**EXERCISE REQUIREMENTS**
Scan the listing below for the word "HttpAuthScheme" and copy every line where it occurs.
___ EXERCISE INPUTS
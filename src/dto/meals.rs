use serde::{Deserialize, Serialize};
use utoipa::ToSchema;

use crate::models::Meal;

#[derive(Debug, Deserialize, ToSchema)]
pub struct CreateMealRequest {
    #[serde(default)]
    pub name: String,
    pub description: Option<String>,
    pub price: Option<i64>,
    pub image: Option<String>,
    pub category: Option<String>,
}

#[derive(Debug, Deserialize, ToSchema)]
pub struct UpdateMealRequest {
    pub name: Option<String>,
    pub description: Option<String>,
    pub price: Option<i64>,
    pub image: Option<String>,
    pub category: Option<String>,
}

#[derive(Debug, Serialize, ToSchema)]
pub struct MealList {
    pub items: Vec<Meal>,
}

#[derive(Debug, Serialize, ToSchema)]
pub struct CategoryList {
    pub items: Vec<String>,
}
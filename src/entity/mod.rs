pub mod audit_logs;
pub mod cart_items;
pub mod meals;
pub mod order_items;
pub mod orders;
pub mod users;

pub use audit_logs::Entity as AuditLogs;
pub use cart_items::Entity as CartItems;
pub use meals::Entity as Meals;
pub use order_items::Entity as OrderItems;
pub use orders::Entity as Orders;
pub use users::Entity as Users;
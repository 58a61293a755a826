use utoipa::{
    Modify, OpenApi,
    openapi::{
        self,
        OpenApi as OpenApiSpec,
        security::{HttpAuthScheme, HttpBuilder, SecurityScheme},
    },
};
use utoipa_scalar::{Scalar, Servable};

use crate::{
    dto::{
        auth::{LoginRequest, LoginResponse, RegisterRequest, UpdateProfileRequest},
        cart::{AddToCartRequest, CartList, UpdateCartItemRequest},
        meals::{CategoryList, CreateMealRequest, MealList, UpdateMealRequest},
        orders::{
            CreateOrderRequest, CustomerInfo, OrderItemInput, OrderList, OrderWithItems,
            SellerOrderList, SellerOrderView, UpdateOrderStatusRequest,
        },
    },
    models::{CartItem, Customer, Meal, Order, OrderItem, OrderStatus, User},
    response::{ApiResponse, Meta},
    routes::{auth, cart, health, meals, orders, params},
};

struct SecurityAddon;

impl Modify for SecurityAddon {
    fn modify(&self, openapi: &mut openapi::OpenApi) {
        let components = openapi.components.get_or_insert_with(Default::default);
        components.add_security_scheme(
            "bearer_auth",
            SecurityScheme::Http(
                HttpBuilder::new()
                    .scheme(HttpAuthScheme::Bearer)
                    .bearer_format("JWT")
                    .build(),
            ),
        );
    }
}

#[derive(OpenApi)]
#[openapi(
    paths(
        health::health_check,
        auth::login,
        auth::register,
        auth::me,
        auth::update_profile,
        meals::list_meals,
        meals::list_categories,
        meals::popular_meals,
        meals::get_meal,
        meals::create_meal,
        meals::update_meal,
        meals::delete_meal,
        cart::cart_list,
        cart::add_to_cart,
        cart::update_cart_item,
        cart::remove_from_cart,
        cart::clear_cart,
        orders::create_order,
        orders::list_orders,
        orders::my_orders,
        orders::seller_orders,
        orders::get_order,
        orders::update_order_status
    ),
    components(
        schemas(
            User,
            Meal,
            CartItem,
            Customer,
            Order,
            OrderItem,
            OrderStatus,
            RegisterRequest,
            LoginRequest,
            LoginResponse,
            UpdateProfileRequest,
            CreateMealRequest,
            UpdateMealRequest,
            MealList,
            CategoryList,
            AddToCartRequest,
            UpdateCartItemRequest,
            CartList,
            CreateOrderRequest,
            CustomerInfo,
            OrderItemInput,
            UpdateOrderStatusRequest,
            OrderList,
            OrderWithItems,
            SellerOrderView,
            SellerOrderList,
            params::Pagination,
            params::MealQuery,
            params::OrderListQuery,
            Meta,
            ApiResponse<Meal>,
            ApiResponse<MealList>,
            ApiResponse<CartList>,
            ApiResponse<OrderWithItems>,
            ApiResponse<OrderList>,
            ApiResponse<SellerOrderList>
        )
    ),
    security(
        ("bearer_auth" = [])
    ),
    modifiers(&SecurityAddon),
    tags(
        (name = "Health", description = "Health check endpoint"),
        (name = "Meals", description = "Meal catalog endpoints"),
        (name = "Cart", description = "Cart endpoints"),
        (name = "Orders", description = "Order endpoints"),
        (name = "Auth", description = "Authentication endpoints"),
    )
)]
pub struct ApiDoc;

pub fn scalar_docs() -> Scalar<OpenApiSpec> {
    Scalar::with_url("/docs", ApiDoc::openapi())
}
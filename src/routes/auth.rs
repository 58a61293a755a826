use axum::{
    Json, Router,
    extract::State,
    routing::{get, post},
};

use crate::{
    dto::auth::{LoginRequest, LoginResponse, RegisterRequest, UpdateProfileRequest},
    error::AppResult,
    middleware::auth::AuthUser,
    models::User,
    response::ApiResponse,
    services::auth_service,
    state::AppState,
};

pub fn router() -> Router<AppState> {
    Router::new()
        .route("/register", post(register))
        .route("/login", post(login))
        .route("/me", get(me).put(update_profile))
}

#[utoipa::path(
    post,
    path = "/api/auth/register",
    request_body = RegisterRequest,
    responses(
        (status = 200, description = "Create an account", body = ApiResponse<User>),
        (status = 400, description = "Validation failed"),
        (status = 409, description = "Username or email already taken"),
    ),
    tag = "Auth"
)]
pub async fn register(
    State(state): State<AppState>,
    Json(payload): Json<RegisterRequest>,
) -> AppResult<Json<ApiResponse<User>>> {
    let response = auth_service::register_user(&state, payload).await?;
    Ok(Json(response))
}

#[utoipa::path(
    post,
    path = "/api/auth/login",
    request_body = LoginRequest,
    responses(
        (status = 200, description = "Log in with username or email", body = ApiResponse<LoginResponse>),
        (status = 400, description = "Invalid credentials"),
    ),
    tag = "Auth"
)]
pub async fn login(
    State(state): State<AppState>,
    Json(payload): Json<LoginRequest>,
) -> AppResult<Json<ApiResponse<LoginResponse>>> {
    let response = auth_service::login_user(&state, payload).await?;
    Ok(Json(response))
}

#[utoipa::path(
    get,
    path = "/api/auth/me",
    responses(
        (status = 200, description = "The current user", body = ApiResponse<User>),
    ),
    security(("bearer_auth" = [])),
    tag = "Auth"
)]
pub async fn me(
    State(state): State<AppState>,
    user: AuthUser,
) -> AppResult<Json<ApiResponse<User>>> {
    let response = auth_service::current_user(&state, &user).await?;
    Ok(Json(response))
}

#[utoipa::path(
    put,
    path = "/api/auth/me",
    request_body = UpdateProfileRequest,
    responses(
        (status = 200, description = "Update profile fields", body = ApiResponse<User>),
        (status = 400, description = "Validation failed"),
    ),
    security(("bearer_auth" = [])),
    tag = "Auth"
)]
pub async fn update_profile(
    State(state): State<AppState>,
    user: AuthUser,
    Json(payload): Json<UpdateProfileRequest>,
) -> AppResult<Json<ApiResponse<User>>> {
    let response = auth_service::update_profile(&state, &user, payload).await?;
    Ok(Json(response))
}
______
**YOUR SOLUTION**
        security::{HttpAuthScheme, HttpBuilder, SecurityScheme},
                    .scheme(HttpAuthScheme::Bearer)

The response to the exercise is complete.